The predictable condemners
Alan M. Dershowitz, Jerusalem Post July 22, 2006.
The Hizbullah and Hamas provocations against Israel once again demonstrate how terrorists exploit human rights and the media in their attacks on democracies.
By hiding behind their own civilians the Islamic radicals issue a challenge to democracies: Either violate your own morality by coming after us and inevitably killing some innocent civilians, or maintain your morality and leave us with a free hand to target your innocent civilians.
This challenge presents democracies such as Israel with a lose-lose option, and the terrorists with a win-win option.
There is one variable that could change this dynamic and present democracies with a viable option that could make terrorism less attractive as a tactic: The international community, the anti-Israel segment of the media and the so called "human rights" organizations could stop falling for this terrorist gambit and acknowledge that they are being used to promote the terrorist agenda.
Whenever a democracy is presented with the lose-lose option and chooses to defend its citizens by going after the terrorists who are hiding among civilians, this trio of predictable condemners can be counted on by the terrorists to accuse the democracy of "overreaction," "disproportionality" and "violations of human rights."
In doing so they play right into the hands of the terrorists, causing more terrorism and more civilian casualties on both sides.
If instead this trio could, for once, be counted on to blame the terrorists for the civilian deaths on both sides, this tactic would no longer be a win-win situation for the terrorists.

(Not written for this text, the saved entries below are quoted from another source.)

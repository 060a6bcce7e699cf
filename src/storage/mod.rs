//! Persistence boundary for actors, events, review candidates and scrape schedules.
//!
//! The pipeline only talks to [`Storage`]; each statement-level call is expected to be atomic,
//! nothing larger. Filtering and paging are shared default methods so every backend sorts the
//! same way.

mod in_memory;
mod sqlite;

pub use in_memory::InMemoryStorage;
pub use sqlite::SqliteStorage;

use crate::domain::*;
use crate::error::Result;
use async_trait::async_trait;
use chrono::NaiveDate;

#[async_trait]
pub trait Storage: Send + Sync {
    // Actor operations
    async fn all_actors(&self) -> Result<Vec<Actor>>;
    async fn get_actor(&self, id: &str) -> Result<Option<Actor>>;
    async fn create_actor(&self, actor: NewActor) -> Result<Actor>;
    /// Fails with `NotFound` when the actor is missing.
    async fn update_actor(&self, id: &str, patch: ActorPatch) -> Result<Actor>;
    async fn delete_actor(&self, id: &str) -> Result<bool>;

    // Event operations
    async fn all_events(&self) -> Result<Vec<Event>>;
    async fn get_event(&self, id: i64) -> Result<Option<Event>>;
    async fn create_event(&self, event: NewEvent) -> Result<Event>;
    async fn update_event(&self, id: i64, patch: EventPatch) -> Result<Event>;
    async fn delete_event(&self, id: i64) -> Result<bool>;

    // Review candidate operations
    async fn insert_candidates(&self, candidates: Vec<NewCandidate>) -> Result<Vec<ScrapedEventCandidate>>;
    async fn get_candidate(&self, id: i64) -> Result<Option<ScrapedEventCandidate>>;
    /// Every candidate, terminal or not, optionally limited to one schedule.
    async fn all_candidates(&self, config_id: Option<i64>) -> Result<Vec<ScrapedEventCandidate>>;
    /// Compare-and-set from pending to a terminal state. `NotFound` or `AlreadyTerminal` otherwise.
    async fn resolve_candidate(&self, id: i64, resolution: Resolution) -> Result<ScrapedEventCandidate>;
    async fn delete_candidates_for_config(&self, config_id: i64) -> Result<usize>;

    // Schedule operations
    async fn all_configs(&self) -> Result<Vec<ScrapingConfig>>;
    async fn get_config(&self, id: i64) -> Result<Option<ScrapingConfig>>;
    async fn create_config(&self, config: NewScrapingConfig) -> Result<ScrapingConfig>;
    async fn update_config(&self, id: i64, update: ScrapingConfigUpdate) -> Result<ScrapingConfig>;
    async fn delete_config(&self, id: i64) -> Result<bool>;

    /// Actors by name, filtered and paged.
    async fn list_actors(&self, query: &ActorQuery) -> Result<Page<Actor>> {
        let mut actors: Vec<Actor> = self
            .all_actors()
            .await?
            .into_iter()
            .filter(|a| query.matches(a))
            .collect();
        actors.sort_by_key(|a| a.name.to_lowercase());
        Ok(Page::from_sorted(actors, query.page_request()))
    }

    /// Events newest date first, filtered against `today` and paged.
    async fn list_events(&self, query: &EventQuery, today: NaiveDate) -> Result<Page<Event>> {
        let mut events: Vec<Event> = self
            .all_events()
            .await?
            .into_iter()
            .filter(|e| query.matches(e, today))
            .collect();
        events.sort_by(|a, b| b.date.cmp(&a.date).then(b.id.cmp(&a.id)));
        Ok(Page::from_sorted(events, query.page_request()))
    }

    /// The visible backlog: neither validated nor rejected, newest first.
    async fn list_pending_candidates(
        &self,
        config_id: Option<i64>,
        page: PageRequest,
    ) -> Result<Page<ScrapedEventCandidate>> {
        let mut pending: Vec<ScrapedEventCandidate> = self
            .all_candidates(config_id)
            .await?
            .into_iter()
            .filter(|c| c.status() == CandidateStatus::Pending)
            .collect();
        pending.sort_by(|a, b| b.created_at.cmp(&a.created_at).then(b.id.cmp(&a.id)));
        Ok(Page::from_sorted(pending, page))
    }

    /// Schedules, most recently created first.
    async fn list_configs(&self) -> Result<Vec<ScrapingConfig>> {
        let mut configs = self.all_configs().await?;
        configs.sort_by(|a, b| b.created_at.cmp(&a.created_at).then(b.id.cmp(&a.id)));
        Ok(configs)
    }
}
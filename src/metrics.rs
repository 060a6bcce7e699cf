//! Prometheus metrics for the ingestion pipeline.
//!
//! Each pipeline stage owns a small zero-sized recorder type so call sites read as
//! `ScraperMetrics::page_fetched(..)` and metric names stay in one file.

use metrics::{counter, histogram};
use std::net::SocketAddr;
use std::sync::{Once, OnceLock};
use tracing::{info, warn};

static INIT: Once = Once::new();
static HANDLE: OnceLock<metrics_exporter_prometheus::PrometheusHandle> = OnceLock::new();

pub const METRICS_ADDR_ENV: &str = "METRICS_ADDR";
const DEFAULT_METRICS_ADDR: &str = "127.0.0.1:9898";

/// Installs the Prometheus recorder and its HTTP listener. Idempotent.
pub fn init_metrics() {
    INIT.call_once(|| {
        let addr_str =
            std::env::var(METRICS_ADDR_ENV).unwrap_or_else(|_| DEFAULT_METRICS_ADDR.to_string());
        let addr: SocketAddr = match addr_str.parse() {
            Ok(addr) => addr,
            Err(_) => {
                warn!("Invalid metrics addr '{}', using {}", addr_str, DEFAULT_METRICS_ADDR);
                SocketAddr::from(([127, 0, 0, 1], 9898))
            }
        };

        let builder = metrics_exporter_prometheus::PrometheusBuilder::new().with_http_listener(addr);
        match builder.install_recorder() {
            Ok(handle) => {
                let _ = HANDLE.set(handle);
                register_all_metrics();
                info!("Prometheus exporter listening on http://{}/metrics", addr);
            }
            Err(e) => {
                warn!("Prometheus recorder install failed (possibly already installed): {}", e);
            }
        }
    });
}

/// Renders the current metric values, if the recorder is installed.
pub fn render() -> Option<String> {
    HANDLE.get().map(|h| h.render())
}

fn register_all_metrics() {
    ScraperMetrics::register();
    ExtractorMetrics::register();
    GeocoderMetrics::register();
    ReviewMetrics::register();
    ImportMetrics::register();
    PublishMetrics::register();
}

pub struct ScraperMetrics;

impl ScraperMetrics {
    pub fn page_fetched(duration_secs: f64) {
        counter!("cevennes_scraper_pages_fetched_total").increment(1);
        histogram!("cevennes_scraper_fetch_duration_seconds").record(duration_secs);
    }

    pub fn page_failed(kind: &'static str) {
        counter!("cevennes_scraper_pages_failed_total", "kind" => kind).increment(1);
    }

    pub fn candidates_scraped(count: usize) {
        counter!("cevennes_scraper_candidates_total").increment(count as u64);
    }

    fn register() {
        let _ = counter!("cevennes_scraper_pages_fetched_total");
        let _ = counter!("cevennes_scraper_candidates_total");
        let _ = histogram!("cevennes_scraper_fetch_duration_seconds");
    }
}

pub struct ExtractorMetrics;

impl ExtractorMetrics {
    pub fn completion_succeeded(duration_secs: f64) {
        counter!("cevennes_completion_calls_total").increment(1);
        histogram!("cevennes_completion_duration_seconds").record(duration_secs);
    }

    pub fn completion_failed(kind: &'static str) {
        counter!("cevennes_completion_failures_total", "kind" => kind).increment(1);
    }

    pub fn parse_failed() {
        counter!("cevennes_extractor_parse_failures_total").increment(1);
    }

    pub fn count_mismatch() {
        counter!("cevennes_extractor_count_mismatch_total").increment(1);
    }

    fn register() {
        let _ = counter!("cevennes_completion_calls_total");
        let _ = counter!("cevennes_extractor_parse_failures_total");
        let _ = counter!("cevennes_extractor_count_mismatch_total");
        let _ = histogram!("cevennes_completion_duration_seconds");
    }
}

pub struct GeocoderMetrics;

impl GeocoderMetrics {
    pub fn resolved() {
        counter!("cevennes_geocode_resolved_total").increment(1);
    }

    pub fn fallback(reason: &'static str) {
        counter!("cevennes_geocode_fallback_total", "reason" => reason).increment(1);
    }

    fn register() {
        let _ = counter!("cevennes_geocode_resolved_total");
    }
}

pub struct ReviewMetrics;

impl ReviewMetrics {
    pub fn duplicates_flagged(count: usize) {
        counter!("cevennes_duplicates_flagged_total").increment(count as u64);
    }

    pub fn validated() {
        counter!("cevennes_candidates_validated_total").increment(1);
    }

    pub fn rejected() {
        counter!("cevennes_candidates_rejected_total").increment(1);
    }

    pub fn schedule_run(outcome: &'static str) {
        counter!("cevennes_schedule_runs_total", "outcome" => outcome).increment(1);
    }

    fn register() {
        let _ = counter!("cevennes_duplicates_flagged_total");
        let _ = counter!("cevennes_candidates_validated_total");
        let _ = counter!("cevennes_candidates_rejected_total");
    }
}

pub struct ImportMetrics;

impl ImportMetrics {
    pub fn created(entity: &'static str) {
        counter!("cevennes_import_created_total", "entity" => entity).increment(1);
    }

    pub fn failed(entity: &'static str) {
        counter!("cevennes_import_failed_total", "entity" => entity).increment(1);
    }

    fn register() {
        let _ = counter!("cevennes_import_created_total", "entity" => "event");
        let _ = counter!("cevennes_import_failed_total", "entity" => "event");
    }
}

pub struct PublishMetrics;

impl PublishMetrics {
    pub fn committed() {
        counter!("cevennes_publish_commits_total").increment(1);
    }

    pub fn conflict() {
        counter!("cevennes_publish_conflicts_total").increment(1);
    }

    fn register() {
        let _ = counter!("cevennes_publish_commits_total");
        let _ = counter!("cevennes_publish_conflicts_total");
    }
}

IT SHOULD BE obvious by now that Hizbullah and Hamas actually want the Israeli military to kill as many Lebanese and Palestinian civilians as possible. That is why they store their rockets underneath the beds of civilians; why they launch their missiles from crowded civilian neighborhoods and hide among civilians. They are seeking to induce Israel to defend its civilians by going after them among their civilian "shields." They know that every civilian they induce Israel to kill hurts Israel in the media and the international and human rights communities.
They regard these human shields as shahids - martyrs - even if they did not volunteer for this lethal job. Under the law, criminals who use human shields are responsible for the deaths of the shields, even if the bullet that kills them came from the gun of a policeman.
Israel has every self-interest in minimizing civilian casualties, whereas the terrorists have every self-interest in maximizing them - on both sides. Israel should not be condemned for doing what every democracy would and should do: taking every reasonable military step to stop the terrorists from killing their innocent civilians.
NOW THAT some of those who are launching rockets at Israeli cities have announced they have new surprises in store for Israel that may include chemical and biological weapons, the stakes have gotten even higher.
What would Israeli critics regard as "proportioned" to a chemical or biological attack? What would they say if Israel tried to preempt such an attack and, in the process, killed some civilians? Must a democracy absorb a first strike from a weapon of mass destruction before it fights back? Would any other democracy be expected to do that?
The world must come to recognize the cynical way in which terrorists exploit civilian casualties. They launch anti-personnel rockets designed to maximize enemy civilian casualties, then they cry "human rights" when their own civilians - behind whom they are deliberately hiding - are killed by the democracies in the process of trying to prevent further acts of terrorism.
The very idea that terrorists who use women and children as suicide bombers against other women and children shed crocodile tears over the deaths of civilians they deliberately put in harm's way gives new meaning to the word "hypocrisy." We all know that hypocrisy is a tactic of the terrorists, but it is shocking that others fall for it and become complicit with the terrorists.
Let the blame fall where it belongs: on the terrorists who deliberately seek to kill enemy civilians and give their democratic enemies little choice but to kill some civilians behind whom the terrorists are hiding.
Those who condemn Israel for killing civilians - who are used as human shields and swords for the terrorists - actually cause more civilian deaths and make it harder for Israel to withdraw from the West Bank.
HOW THE WORLD reacts to Israel's current military efforts to protect its citizens will have a considerable impact on future Israeli steps toward peace. Prior to the recent kidnappings and rocket attacks the Israeli government had announced its intention to engage in further withdrawals from large portions of the West Bank.
But how can Israel be expected to move forward with any plan for withdrawal if all it can expect in return is more terrorism - what the terrorists regard as "land for rocket launchings" - and more condemnation when it seeks to protect its civilians?